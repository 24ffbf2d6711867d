//! Marketplace order model.

use chrono::{DateTime, Utc};
use rust_decimal::Decimal;
use serde::Serialize;
use uuid::Uuid;

use grow_smart_core::{ListingId, OrderId, OrderStatus, UserId};

/// An order placed by a buyer against a listing.
#[derive(Debug, Clone, Serialize, sqlx::FromRow)]
pub struct Order {
    /// Unique order ID.
    pub id: OrderId,
    /// Public order reference, safe to include in emails.
    pub reference: Uuid,
    /// Listing the order was placed against.
    pub listing_id: ListingId,
    /// Buyer.
    pub buyer_id: UserId,
    /// Seller (denormalized from the listing at order time).
    pub seller_id: UserId,
    /// Ordered quantity in kilograms.
    pub quantity_kg: Decimal,
    /// Total price at the listing's price per kg.
    pub total_price: Decimal,
    /// Order lifecycle status.
    pub status: OrderStatus,
    /// When the order was placed.
    pub created_at: DateTime<Utc>,
    /// When the order was last updated.
    pub updated_at: DateTime<Utc>,
}
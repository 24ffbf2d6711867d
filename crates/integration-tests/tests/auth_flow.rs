//! Integration tests for the OTP login and email verification flows.
//!
//! These tests require:
//! - A running `PostgreSQL` database with migrations applied
//! - The API server running (cargo run -p grow-smart-api)
//!
//! Run with: cargo test -p grow-smart-integration-tests -- --ignored

use reqwest::StatusCode;
use serde_json::{Value, json};
use uuid::Uuid;

use grow_smart_integration_tests::TestContext;

/// Fresh random email per test run so tests don't collide.
fn test_email() -> String {
    format!("it-{}@growsmart.test", Uuid::new_v4().simple())
}

#[tokio::test]
#[ignore = "Requires running API server and database"]
async fn test_otp_send_stores_one_row() {
    let ctx = TestContext::new().await;
    let email = test_email();

    let resp = ctx
        .client
        .post(format!("{}/api/auth/otp/send", ctx.api_url))
        .json(&json!({ "email": email }))
        .send()
        .await
        .expect("Failed to send OTP request");

    // Delivery may fail without a real mailer key; the row must still
    // exist on success
    if resp.status() == StatusCode::OK {
        assert!(ctx.otp_row_exists(&email).await);
    }

    ctx.cleanup_email(&email).await;
}

#[tokio::test]
#[ignore = "Requires running API server and database"]
async fn test_otp_send_rejects_malformed_email() {
    let ctx = TestContext::new().await;

    let resp = ctx
        .client
        .post(format!("{}/api/auth/otp/send", ctx.api_url))
        .json(&json!({ "email": "not-an-email" }))
        .send()
        .await
        .expect("Failed to send OTP request");

    assert_eq!(resp.status(), StatusCode::BAD_REQUEST);
    let body: Value = resp.json().await.expect("Failed to parse body");
    assert!(body.get("error").is_some());
}

#[tokio::test]
#[ignore = "Requires running API server and database"]
async fn test_verify_with_no_active_code_fails() {
    let ctx = TestContext::new().await;
    let email = test_email();

    let resp = ctx
        .client
        .post(format!("{}/api/auth/otp/verify", ctx.api_url))
        .json(&json!({ "email": email, "code": "123456" }))
        .send()
        .await
        .expect("Failed to send verify request");

    assert_eq!(resp.status(), StatusCode::BAD_REQUEST);
}

#[tokio::test]
#[ignore = "Requires running API server and database"]
async fn test_protected_route_requires_session() {
    let ctx = TestContext::new().await;

    let resp = ctx
        .client
        .get(format!("{}/api/profile", ctx.api_url))
        .send()
        .await
        .expect("Failed to request profile");

    assert_eq!(resp.status(), StatusCode::UNAUTHORIZED);
}

#[tokio::test]
#[ignore = "Requires running API server and database"]
async fn test_confirm_with_bogus_token_fails() {
    let ctx = TestContext::new().await;

    let resp = ctx
        .client
        .get(format!(
            "{}/api/auth/verify-email/confirm?token=bogus",
            ctx.api_url
        ))
        .send()
        .await
        .expect("Failed to request confirmation");

    assert_eq!(resp.status(), StatusCode::BAD_REQUEST);
}

#[tokio::test]
#[ignore = "Requires running API server and database"]
async fn test_otp_attempt_cap_burns_code() {
    let ctx = TestContext::new().await;
    let email = test_email();
    ctx.seed_otp(&email, "123456", 600.0).await;

    // Two wrong guesses are plain mismatches
    for _ in 0..2 {
        let resp = ctx
            .client
            .post(format!("{}/api/auth/otp/verify", ctx.api_url))
            .json(&json!({ "email": email, "code": "000000" }))
            .send()
            .await
            .expect("Failed to send verify request");
        assert_eq!(resp.status(), StatusCode::BAD_REQUEST);
    }

    // The third failure exhausts the attempt budget
    let resp = ctx
        .client
        .post(format!("{}/api/auth/otp/verify", ctx.api_url))
        .json(&json!({ "email": email, "code": "000000" }))
        .send()
        .await
        .expect("Failed to send verify request");
    assert_eq!(resp.status(), StatusCode::TOO_MANY_REQUESTS);

    // Even the right code is refused once the budget is gone
    let resp = ctx
        .client
        .post(format!("{}/api/auth/otp/verify", ctx.api_url))
        .json(&json!({ "email": email, "code": "123456" }))
        .send()
        .await
        .expect("Failed to send verify request");
    assert_eq!(resp.status(), StatusCode::TOO_MANY_REQUESTS);

    ctx.cleanup_email(&email).await;
}

#[tokio::test]
#[ignore = "Requires running API server and database"]
async fn test_expired_otp_rejected_and_row_deleted() {
    let ctx = TestContext::new().await;
    let email = test_email();
    ctx.seed_otp(&email, "123456", -60.0).await;

    let resp = ctx
        .client
        .post(format!("{}/api/auth/otp/verify", ctx.api_url))
        .json(&json!({ "email": email, "code": "123456" }))
        .send()
        .await
        .expect("Failed to send verify request");

    assert_eq!(resp.status(), StatusCode::BAD_REQUEST);
    assert!(!ctx.otp_row_exists(&email).await);

    ctx.cleanup_email(&email).await;
}

#[tokio::test]
#[ignore = "Requires running API server and database"]
async fn test_verification_token_is_single_use() {
    let ctx = TestContext::new().await;
    let email = test_email();
    ctx.login(&email).await;
    ctx.seed_verification_token(&email, "known-test-token", 3600.0)
        .await;

    let confirm_url = format!(
        "{}/api/auth/verify-email/confirm?token=known-test-token",
        ctx.api_url
    );

    let resp = ctx
        .client
        .get(&confirm_url)
        .send()
        .await
        .expect("Failed to request confirmation");
    assert_eq!(resp.status(), StatusCode::OK);
    assert!(!ctx.token_row_exists(&email).await);

    // The consumed token no longer works
    let resp = ctx
        .client
        .get(&confirm_url)
        .send()
        .await
        .expect("Failed to request confirmation");
    assert_eq!(resp.status(), StatusCode::BAD_REQUEST);

    ctx.cleanup_email(&email).await;
}

#[tokio::test]
#[ignore = "Requires running API server and database"]
async fn test_verification_send_is_noop_when_already_verified() {
    let ctx = TestContext::new().await;
    let email = test_email();
    // OTP login marks the email verified
    ctx.login(&email).await;

    let resp = ctx
        .client
        .post(format!("{}/api/auth/verify-email/send", ctx.api_url))
        .send()
        .await
        .expect("Failed to send verification request");

    assert_eq!(resp.status(), StatusCode::OK);
    let body: Value = resp.json().await.expect("Failed to parse body");
    assert_eq!(
        body.get("status").and_then(Value::as_str),
        Some("already_verified")
    );
    assert!(!ctx.token_row_exists(&email).await);

    ctx.cleanup_email(&email).await;
}

#[tokio::test]
#[ignore = "Requires running API server and database"]
async fn test_logout_without_session_is_ok() {
    let ctx = TestContext::new().await;

    let resp = ctx
        .client
        .post(format!("{}/api/auth/logout", ctx.api_url))
        .send()
        .await
        .expect("Failed to send logout request");

    assert_eq!(resp.status(), StatusCode::OK);
}
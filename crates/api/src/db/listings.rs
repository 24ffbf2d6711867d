//! Listing repository for database operations.

use rust_decimal::Decimal;
use sqlx::PgPool;

use grow_smart_core::{ListingId, UserId};

use super::RepositoryError;
use crate::models::Listing;

/// Page size for browse queries.
pub const PAGE_SIZE: i64 = 20;

/// Filters for browsing active listings.
#[derive(Debug, Clone, Default)]
pub struct ListingFilter {
    /// Case-insensitive crop name match.
    pub crop: Option<String>,
    /// Case-insensitive district match.
    pub district: Option<String>,
    /// Maximum price per kg.
    pub max_price: Option<Decimal>,
    /// One-based page number.
    pub page: u32,
}

/// Fields for creating a listing.
#[derive(Debug, Clone)]
pub struct NewListing {
    pub crop_name: String,
    pub description: Option<String>,
    pub quantity_kg: Decimal,
    pub price_per_kg: Decimal,
    pub district: String,
}

/// Fields a seller may change on a listing. `None` means "leave unchanged".
#[derive(Debug, Clone, Default)]
pub struct ListingUpdate {
    pub description: Option<String>,
    pub price_per_kg: Option<Decimal>,
    pub district: Option<String>,
}

/// Repository for marketplace listing operations.
pub struct ListingRepository<'a> {
    pool: &'a PgPool,
}

impl<'a> ListingRepository<'a> {
    /// Create a new listing repository.
    #[must_use]
    pub const fn new(pool: &'a PgPool) -> Self {
        Self { pool }
    }

    /// Get a listing by ID.
    ///
    /// # Errors
    ///
    /// Returns `RepositoryError::Database` if the query fails.
    pub async fn get(&self, id: ListingId) -> Result<Option<Listing>, RepositoryError> {
        let listing = sqlx::query_as::<_, Listing>(
            r"
            SELECT id, seller_id, crop_name, description, quantity_kg, remaining_kg,
                   price_per_kg, district, status, created_at, updated_at
            FROM grow.crop_listings
            WHERE id = $1
            ",
        )
        .bind(id)
        .fetch_optional(self.pool)
        .await?;

        Ok(listing)
    }

    /// Browse active listings with optional filters, newest first.
    ///
    /// # Errors
    ///
    /// Returns `RepositoryError::Database` if the query fails.
    pub async fn browse(&self, filter: &ListingFilter) -> Result<Vec<Listing>, RepositoryError> {
        let page = i64::from(filter.page.max(1));
        let offset = (page - 1) * PAGE_SIZE;

        let listings = sqlx::query_as::<_, Listing>(
            r"
            SELECT id, seller_id, crop_name, description, quantity_kg, remaining_kg,
                   price_per_kg, district, status, created_at, updated_at
            FROM grow.crop_listings
            WHERE status = 'active'
              AND ($1::text IS NULL OR lower(crop_name) = lower($1))
              AND ($2::text IS NULL OR lower(district) = lower($2))
              AND ($3::numeric IS NULL OR price_per_kg <= $3)
            ORDER BY created_at DESC
            LIMIT $4 OFFSET $5
            ",
        )
        .bind(filter.crop.as_deref())
        .bind(filter.district.as_deref())
        .bind(filter.max_price)
        .bind(PAGE_SIZE)
        .bind(offset)
        .fetch_all(self.pool)
        .await?;

        Ok(listings)
    }

    /// Create a listing for a seller.
    ///
    /// # Errors
    ///
    /// Returns `RepositoryError::Database` if the insert fails.
    pub async fn create(
        &self,
        seller_id: UserId,
        new: NewListing,
    ) -> Result<Listing, RepositoryError> {
        let listing = sqlx::query_as::<_, Listing>(
            r"
            INSERT INTO grow.crop_listings
                (seller_id, crop_name, description, quantity_kg, remaining_kg, price_per_kg, district)
            VALUES ($1, $2, $3, $4, $4, $5, $6)
            RETURNING id, seller_id, crop_name, description, quantity_kg, remaining_kg,
                      price_per_kg, district, status, created_at, updated_at
            ",
        )
        .bind(seller_id)
        .bind(new.crop_name)
        .bind(new.description)
        .bind(new.quantity_kg)
        .bind(new.price_per_kg)
        .bind(new.district)
        .fetch_one(self.pool)
        .await?;

        Ok(listing)
    }

    /// Update seller-editable fields on a listing.
    ///
    /// Ownership is checked by the caller; the `WHERE` clause re-checks it
    /// so a stale check cannot update someone else's row.
    ///
    /// # Errors
    ///
    /// Returns `RepositoryError::NotFound` if the listing doesn't exist or
    /// is not owned by `seller_id`.
    pub async fn update(
        &self,
        id: ListingId,
        seller_id: UserId,
        update: ListingUpdate,
    ) -> Result<Listing, RepositoryError> {
        let listing = sqlx::query_as::<_, Listing>(
            r"
            UPDATE grow.crop_listings SET
                description = COALESCE($3, description),
                price_per_kg = COALESCE($4, price_per_kg),
                district = COALESCE($5, district),
                updated_at = now()
            WHERE id = $1 AND seller_id = $2
            RETURNING id, seller_id, crop_name, description, quantity_kg, remaining_kg,
                      price_per_kg, district, status, created_at, updated_at
            ",
        )
        .bind(id)
        .bind(seller_id)
        .bind(update.description)
        .bind(update.price_per_kg)
        .bind(update.district)
        .fetch_optional(self.pool)
        .await?
        .ok_or(RepositoryError::NotFound)?;

        Ok(listing)
    }

    /// Withdraw a listing.
    ///
    /// # Errors
    ///
    /// Returns `RepositoryError::NotFound` if the listing doesn't exist or
    /// is not owned by `seller_id`.
    pub async fn withdraw(&self, id: ListingId, seller_id: UserId) -> Result<(), RepositoryError> {
        let result = sqlx::query(
            r"
            UPDATE grow.crop_listings
            SET status = 'withdrawn', updated_at = now()
            WHERE id = $1 AND seller_id = $2
            ",
        )
        .bind(id)
        .bind(seller_id)
        .execute(self.pool)
        .await?;

        if result.rows_affected() == 0 {
            return Err(RepositoryError::NotFound);
        }

        Ok(())
    }
}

──────────────────────────────

## Exercise brief
Look through the entries and return every line where "Serialize" appears.

## Result of the exercise
use serde::Serialize;
#[derive(Debug, Clone, Serialize, sqlx::FromRow)]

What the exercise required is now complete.